Act 188 is still in the initial stages of implementation, with the first reporting deadline only just past on January 1, 2017. Compliance costs and administrative burdens are still being assessed. H.268 would impose a significant expansion of the current law with unknown financial impacts. That reporting requirements are not based on actual health concerns or risks and that the new bill would reduce the procedural steps and scientific standards for expanding covered chemicals and regulating specific products only increase the concerns with the bill’s impact on manufacturers in and outside of Vermont.

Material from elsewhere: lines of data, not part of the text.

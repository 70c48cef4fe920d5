use anyhow::{Context, Result};
use console::style;
use indicatif::{ProgressBar, ProgressStyle};
use std::path::Path;
use std::sync::Arc;
use std::time::Duration;
use tokio::net::TcpListener;
use tracing::{info, warn};

use crate::config::{Config, read_api_key};
use crate::pipeline::Pipeline;
use crate::session::{SessionStore, spawn_idle_sweeper};
use crate::web::{AppState, router};

/// Start the web UI and serve until interrupted
#[inline]
pub async fn serve(mut config: Config, host: Option<String>, port: Option<u16>) -> Result<()> {
    if let Some(host) = host {
        config.server.host = host;
    }
    if let Some(port) = port {
        config.server.port = port;
    }
    config
        .validate()
        .context("Invalid server configuration")?;

    let pipeline = Arc::new(Pipeline::from_config(&config));
    let sessions = Arc::new(SessionStore::new(config.upload_dir()));
    let app = router(
        AppState::new(pipeline, Arc::clone(&sessions)),
        config.server.max_upload_bytes(),
    );

    let address = config.server.bind_address();
    let listener = TcpListener::bind(&address)
        .await
        .with_context(|| format!("Failed to bind {address}"))?;
    let sweeper = spawn_idle_sweeper(Arc::clone(&sessions), config.server.session_idle());

    info!(
        "Serving on http://{} (uploads in {}, sessions expire after {} idle minutes)",
        listener.local_addr()?,
        sessions.upload_dir().display(),
        config.server.session_idle_minutes
    );
    eprintln!(
        "{} http://{}",
        style("📚 IDontReadPDFs is running at").bold().green(),
        listener.local_addr()?
    );

    let served = axum::serve(listener, app)
        .with_graceful_shutdown(shutdown_signal())
        .await
        .context("Web server failed");
    sweeper.abort();
    served?;

    info!("Server stopped");
    Ok(())
}

async fn shutdown_signal() {
    if let Err(e) = tokio::signal::ctrl_c().await {
        warn!("Failed to listen for shutdown signal: {}", e);
        std::future::pending::<()>().await;
    }
}

/// Index one PDF and answer a single question about it
#[inline]
pub async fn ask_once(
    config: Config,
    pdf: &Path,
    question: &str,
    show_sources: bool,
) -> Result<()> {
    if read_api_key(config.api_key_env()).is_none() {
        warn!(
            "{} is not set; the {} API will reject requests",
            config.api_key_env(),
            config.provider
        );
    }

    let spinner = ProgressBar::new_spinner();
    spinner.set_style(
        ProgressStyle::with_template("{spinner:.cyan} {msg}")
            .unwrap_or_else(|_| ProgressStyle::default_spinner()),
    );
    spinner.set_message("Let me think...");
    spinner.enable_steady_tick(Duration::from_millis(100));

    let pdf = pdf.to_path_buf();
    let question = question.to_string();
    let outcome = tokio::task::spawn_blocking(move || {
        let pipeline = Pipeline::from_config(&config);
        let document = pipeline.ingest_file(&pdf)?;
        let answer = pipeline.ask(&document, &question)?;
        Ok::<_, crate::AppError>((document, answer))
    })
    .await
    .context("Question task panicked")?;

    spinner.finish_and_clear();
    let (document, answer) = outcome?;

    println!(
        "{}",
        style(format!(
            "Indexed {} pages into {} chunks",
            document.page_count,
            document.chunk_count()
        ))
        .dim()
    );
    println!();
    println!("{}", style("🤖 Answer:").bold().cyan());
    println!("{}", answer.text);

    if show_sources {
        println!();
        println!("{}", style(format!("Sources ({}):", answer.sources.len())).bold());
        for source in &answer.sources {
            println!(
                "{} {}",
                style(format!(
                    "[page {} · chunk {} · distance {:.4}]",
                    source.chunk.page + 1,
                    source.chunk.chunk_index,
                    source.distance
                ))
                .yellow(),
                source.chunk.content.trim()
            );
        }
    }

    Ok(())
}
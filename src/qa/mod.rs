// Question answering
// Retrieves the closest chunks for a question and asks the chat model to answer from them


use std::sync::Arc;

use itertools::Itertools;
use tracing::{debug, info};

use crate::index::{SearchResult, VectorIndex};
use crate::providers::{ChatModel, Embedder};
use crate::{AppError, Result};

/// Answer to a single question together with the chunks it was based on
#[derive(Debug, Clone, PartialEq)]
pub struct Answer {
    pub text: String,
    pub sources: Vec<SearchResult>,
}

/// Build the "stuff" prompt: every retrieved chunk is placed verbatim before the question
#[inline]
pub fn build_prompt(question: &str, sources: &[SearchResult]) -> String {
    let context = sources
        .iter()
        .map(|source| source.chunk.content.as_str())
        .join("\n\n");

    format!(
        "Use the following pieces of context to answer the question at the end. \
         If you don't know the answer, just say that you don't know, \
         don't try to make up an answer.\n\n\
         {context}\n\n\
         Question: {question}\n\
         Helpful Answer:"
    )
}

/// Retrieval-augmented question answering over one document's index
pub struct RetrievalQa {
    embedder: Arc<dyn Embedder>,
    chat: Arc<dyn ChatModel>,
    top_k: usize,
}

impl RetrievalQa {
    #[inline]
    pub fn new(embedder: Arc<dyn Embedder>, chat: Arc<dyn ChatModel>, top_k: usize) -> Self {
        Self {
            embedder,
            chat,
            top_k: top_k.max(1),
        }
    }

    #[inline]
    pub const fn top_k(&self) -> usize {
        self.top_k
    }

    /// Answer `question` from the chunks in `index`. Each call is independent; no history is kept.
    #[inline]
    pub fn ask(&self, index: &VectorIndex, question: &str) -> Result<Answer> {
        let question = question.trim();
        if question.is_empty() {
            return Err(AppError::InvalidInput("Question cannot be empty".to_string()));
        }

        if index.is_empty() {
            return Err(AppError::EmptyDocument);
        }

        let query = self.embedder.embed_query(question)?;
        let sources = index.search(&query, self.top_k)?;
        debug!(
            "Retrieved {} chunks for question (closest distance {:?})",
            sources.len(),
            sources.first().map(|s| s.distance)
        );

        let prompt = build_prompt(question, &sources);
        let text = self.chat.complete(&prompt)?;

        info!(
            "Answered question using {} source chunks ({} characters)",
            sources.len(),
            text.len()
        );

        Ok(Answer { text, sources })
    }
}
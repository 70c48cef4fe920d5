// In-memory vector index
// Exhaustive nearest-neighbour search over the chunks of one document


use serde::{Deserialize, Serialize};
use tracing::debug;

use crate::chunking::Chunk;
use crate::{AppError, Result};

/// Distance function used to rank chunks against a query vector
#[derive(Debug, Clone, Copy, Default, Serialize, Deserialize, PartialEq, Eq)]
#[serde(rename_all = "lowercase")]
pub enum Distance {
    /// Squared L2 distance
    #[default]
    Euclidean,
    /// One minus cosine similarity
    Cosine,
}

impl Distance {
    #[inline]
    pub fn between(self, a: &[f32], b: &[f32]) -> f32 {
        match self {
            Self::Euclidean => a
                .iter()
                .zip(b)
                .map(|(x, y)| {
                    let d = x - y;
                    d * d
                })
                .sum(),
            Self::Cosine => 1.0 - cosine_similarity(a, b),
        }
    }
}

fn cosine_similarity(a: &[f32], b: &[f32]) -> f32 {
    let mut dot = 0.0_f32;
    let mut norm_a = 0.0_f32;
    let mut norm_b = 0.0_f32;

    for (x, y) in a.iter().zip(b) {
        dot = x.mul_add(*y, dot);
        norm_a = x.mul_add(*x, norm_a);
        norm_b = y.mul_add(*y, norm_b);
    }

    if norm_a == 0.0 || norm_b == 0.0 {
        return 0.0;
    }

    dot / (norm_a.sqrt() * norm_b.sqrt())
}

/// A chunk returned by a similarity search
#[derive(Debug, Clone, PartialEq)]
pub struct SearchResult {
    pub chunk: Chunk,
    /// Smaller is closer
    pub distance: f32,
}

/// Vectors and the chunks they were computed from. Rebuilt for every uploaded document.
#[derive(Debug, Clone, Default)]
pub struct VectorIndex {
    entries: Vec<(Chunk, Vec<f32>)>,
    dimension: Option<usize>,
    distance: Distance,
}

impl VectorIndex {
    /// Build an index from chunk/vector pairs. All vectors must share one non-zero dimension.
    #[inline]
    pub fn build(entries: Vec<(Chunk, Vec<f32>)>, distance: Distance) -> Result<Self> {
        let dimension = match entries.first() {
            Some((_, vector)) if vector.is_empty() => {
                return Err(AppError::Index("Embedding vectors cannot be empty".to_string()));
            }
            Some((_, vector)) => Some(vector.len()),
            None => None,
        };

        if let Some(expected) = dimension {
            if let Some((chunk, vector)) = entries.iter().find(|(_, v)| v.len() != expected) {
                return Err(AppError::Index(format!(
                    "Dimension mismatch for chunk {}: expected {}, got {}",
                    chunk.chunk_index,
                    expected,
                    vector.len()
                )));
            }
        }

        debug!(
            "Built vector index with {} entries (dimension {:?}, {:?} distance)",
            entries.len(),
            dimension,
            distance
        );

        Ok(Self {
            entries,
            dimension,
            distance,
        })
    }

    /// Return at most `k` chunks ordered from closest to farthest
    #[inline]
    pub fn search(&self, query: &[f32], k: usize) -> Result<Vec<SearchResult>> {
        let Some(dimension) = self.dimension else {
            return Ok(Vec::new());
        };

        if query.len() != dimension {
            return Err(AppError::Index(format!(
                "Query dimension mismatch: expected {}, got {}",
                dimension,
                query.len()
            )));
        }

        let mut results: Vec<SearchResult> = self
            .entries
            .iter()
            .map(|(chunk, vector)| SearchResult {
                chunk: chunk.clone(),
                distance: self.distance.between(query, vector),
            })
            .collect();

        results.sort_by(|a, b| {
            a.distance
                .total_cmp(&b.distance)
                .then(a.chunk.chunk_index.cmp(&b.chunk.chunk_index))
        });
        results.truncate(k);

        Ok(results)
    }

    #[inline]
    pub fn len(&self) -> usize {
        self.entries.len()
    }

    #[inline]
    pub fn is_empty(&self) -> bool {
        self.entries.is_empty()
    }

    #[inline]
    pub const fn dimension(&self) -> Option<usize> {
        self.dimension
    }

    #[inline]
    pub const fn distance(&self) -> Distance {
        self.distance
    }

    #[inline]
    pub fn chunks(&self) -> impl Iterator<Item = &Chunk> {
        self.entries.iter().map(|(chunk, _)| chunk)
    }
}
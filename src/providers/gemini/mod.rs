
use serde::{Deserialize, Serialize};
use tracing::debug;

use super::{ChatModel, Embedder, HttpClient, endpoint, require_key};
use crate::config::GeminiConfig;
use crate::{AppError, Result};

const API_KEY_HEADER: &str = "x-goog-api-key";

/// Client for the Gemini `batchEmbedContents` and `generateContent` endpoints
#[derive(Debug, Clone)]
pub struct GeminiClient {
    base_url: String,
    embedding_model: String,
    chat_model: String,
    temperature: f32,
    batch_size: u32,
    api_key: Option<String>,
    api_key_env: String,
    http: HttpClient,
}

#[derive(Debug, Serialize)]
#[serde(rename_all = "camelCase")]
struct BatchEmbedRequest<'a> {
    requests: Vec<EmbedContentRequest<'a>>,
}

#[derive(Debug, Serialize)]
#[serde(rename_all = "camelCase")]
struct EmbedContentRequest<'a> {
    model: &'a str,
    content: Content<'a>,
    task_type: &'static str,
}

#[derive(Debug, Serialize)]
struct Content<'a> {
    #[serde(skip_serializing_if = "Option::is_none")]
    role: Option<&'static str>,
    parts: Vec<Part<'a>>,
}

#[derive(Debug, Serialize)]
struct Part<'a> {
    text: &'a str,
}

#[derive(Debug, Deserialize)]
struct BatchEmbedResponse {
    #[serde(default)]
    embeddings: Vec<ContentEmbedding>,
}

#[derive(Debug, Deserialize)]
struct ContentEmbedding {
    values: Vec<f32>,
}

#[derive(Debug, Serialize)]
#[serde(rename_all = "camelCase")]
struct GenerateRequest<'a> {
    contents: Vec<Content<'a>>,
    generation_config: GenerationConfig,
}

#[derive(Debug, Serialize)]
struct GenerationConfig {
    temperature: f32,
}

#[derive(Debug, Deserialize)]
struct GenerateResponse {
    #[serde(default)]
    candidates: Vec<Candidate>,
}

#[derive(Debug, Deserialize)]
struct Candidate {
    content: Option<CandidateContent>,
}

#[derive(Debug, Deserialize)]
struct CandidateContent {
    #[serde(default)]
    parts: Vec<CandidatePart>,
}

#[derive(Debug, Deserialize)]
struct CandidatePart {
    text: Option<String>,
}

impl GeminiClient {
    /// Create a client, reading the API key from the configured environment variable
    #[inline]
    pub fn new(config: &GeminiConfig, http: HttpClient) -> Self {
        Self {
            base_url: config.base_url.clone(),
            embedding_model: qualified_model(&config.embedding_model),
            chat_model: qualified_model(&config.chat_model),
            temperature: config.temperature,
            batch_size: config.batch_size.max(1),
            api_key: config.api_key(),
            api_key_env: config.api_key_env.clone(),
            http,
        }
    }

    #[inline]
    pub fn with_api_key(mut self, api_key: Option<String>) -> Self {
        self.api_key = api_key;
        self
    }

    fn embed_batch(&self, texts: &[String], task_type: &'static str) -> Result<Vec<Vec<f32>>> {
        let key = require_key(self.api_key.as_deref(), &self.api_key_env)?;
        let request = BatchEmbedRequest {
            requests: texts
                .iter()
                .map(|text| EmbedContentRequest {
                    model: &self.embedding_model,
                    content: Content {
                        role: None,
                        parts: vec![Part { text }],
                    },
                    task_type,
                })
                .collect(),
        };
        let body = serde_json::to_string(&request).map_err(|e| {
            AppError::Embedding(format!("Failed to serialize embedding request: {}", e))
        })?;

        let url = endpoint(
            &self.base_url,
            &format!("{}:batchEmbedContents", self.embedding_model),
        );
        let response_text = self
            .http
            .post_json(&url, &[(API_KEY_HEADER, key)], &body)?;

        let response: BatchEmbedResponse = serde_json::from_str(&response_text).map_err(|e| {
            AppError::Embedding(format!("Failed to parse embedding response: {}", e))
        })?;

        if response.embeddings.len() != texts.len() {
            return Err(AppError::Embedding(format!(
                "Mismatch between request and response counts: {} vs {}",
                texts.len(),
                response.embeddings.len()
            )));
        }

        Ok(response.embeddings.into_iter().map(|e| e.values).collect())
    }
}

/// Gemini addresses models as `models/<name>`
fn qualified_model(model: &str) -> String {
    if model.starts_with("models/") {
        model.to_string()
    } else {
        format!("models/{}", model)
    }
}

impl Embedder for GeminiClient {
    fn embed_documents(&self, texts: &[String]) -> Result<Vec<Vec<f32>>> {
        if texts.is_empty() {
            return Ok(Vec::new());
        }

        debug!(
            "Embedding {} texts with {} in batches of {}",
            texts.len(),
            self.embedding_model,
            self.batch_size
        );

        let mut vectors = Vec::with_capacity(texts.len());
        for batch in texts.chunks(self.batch_size as usize) {
            vectors.extend(self.embed_batch(batch, "RETRIEVAL_DOCUMENT")?);
        }

        Ok(vectors)
    }

    fn embed_query(&self, text: &str) -> Result<Vec<f32>> {
        self.embed_batch(&[text.to_string()], "RETRIEVAL_QUERY")?
            .pop()
            .ok_or_else(|| AppError::Embedding("Empty embedding response".to_string()))
    }
}

impl ChatModel for GeminiClient {
    fn complete(&self, prompt: &str) -> Result<String> {
        let key = require_key(self.api_key.as_deref(), &self.api_key_env)?;
        let request = GenerateRequest {
            contents: vec![Content {
                role: Some("user"),
                parts: vec![Part { text: prompt }],
            }],
            generation_config: GenerationConfig {
                temperature: self.temperature,
            },
        };
        let body = serde_json::to_string(&request).map_err(|e| {
            AppError::Completion(format!("Failed to serialize generate request: {}", e))
        })?;

        debug!("Requesting completion from {}", self.chat_model);

        let url = endpoint(
            &self.base_url,
            &format!("{}:generateContent", self.chat_model),
        );
        let response_text = self
            .http
            .post_json(&url, &[(API_KEY_HEADER, key)], &body)?;

        let response: GenerateResponse = serde_json::from_str(&response_text).map_err(|e| {
            AppError::Completion(format!("Failed to parse generate response: {}", e))
        })?;

        let text: String = response
            .candidates
            .into_iter()
            .next()
            .and_then(|candidate| candidate.content)
            .map(|content| {
                content
                    .parts
                    .into_iter()
                    .filter_map(|part| part.text)
                    .collect()
            })
            .unwrap_or_default();

        let text = text.trim();
        if text.is_empty() {
            return Err(AppError::Completion(
                "Model returned an empty answer".to_string(),
            ));
        }

        Ok(text.to_string())
    }
}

PFAS Ban for Dental Floss and Food Contact Substances
H.268 would ban dental floss and food contact substances containing PFAS (any substance in the family of perfluorooctanesulfonic acids). Food contact substances would include: “any substance intended for use as a component of materials used in manufacturing, packing, packaging, transporting, or holding food if such use is not intended to have any technical effect in the food”. The bill includes restrictions on any replacements for PFAS.
The practical impact of these provisions, including better understanding the prevalence of PFAS in the covered products and alternatives available, is still under review.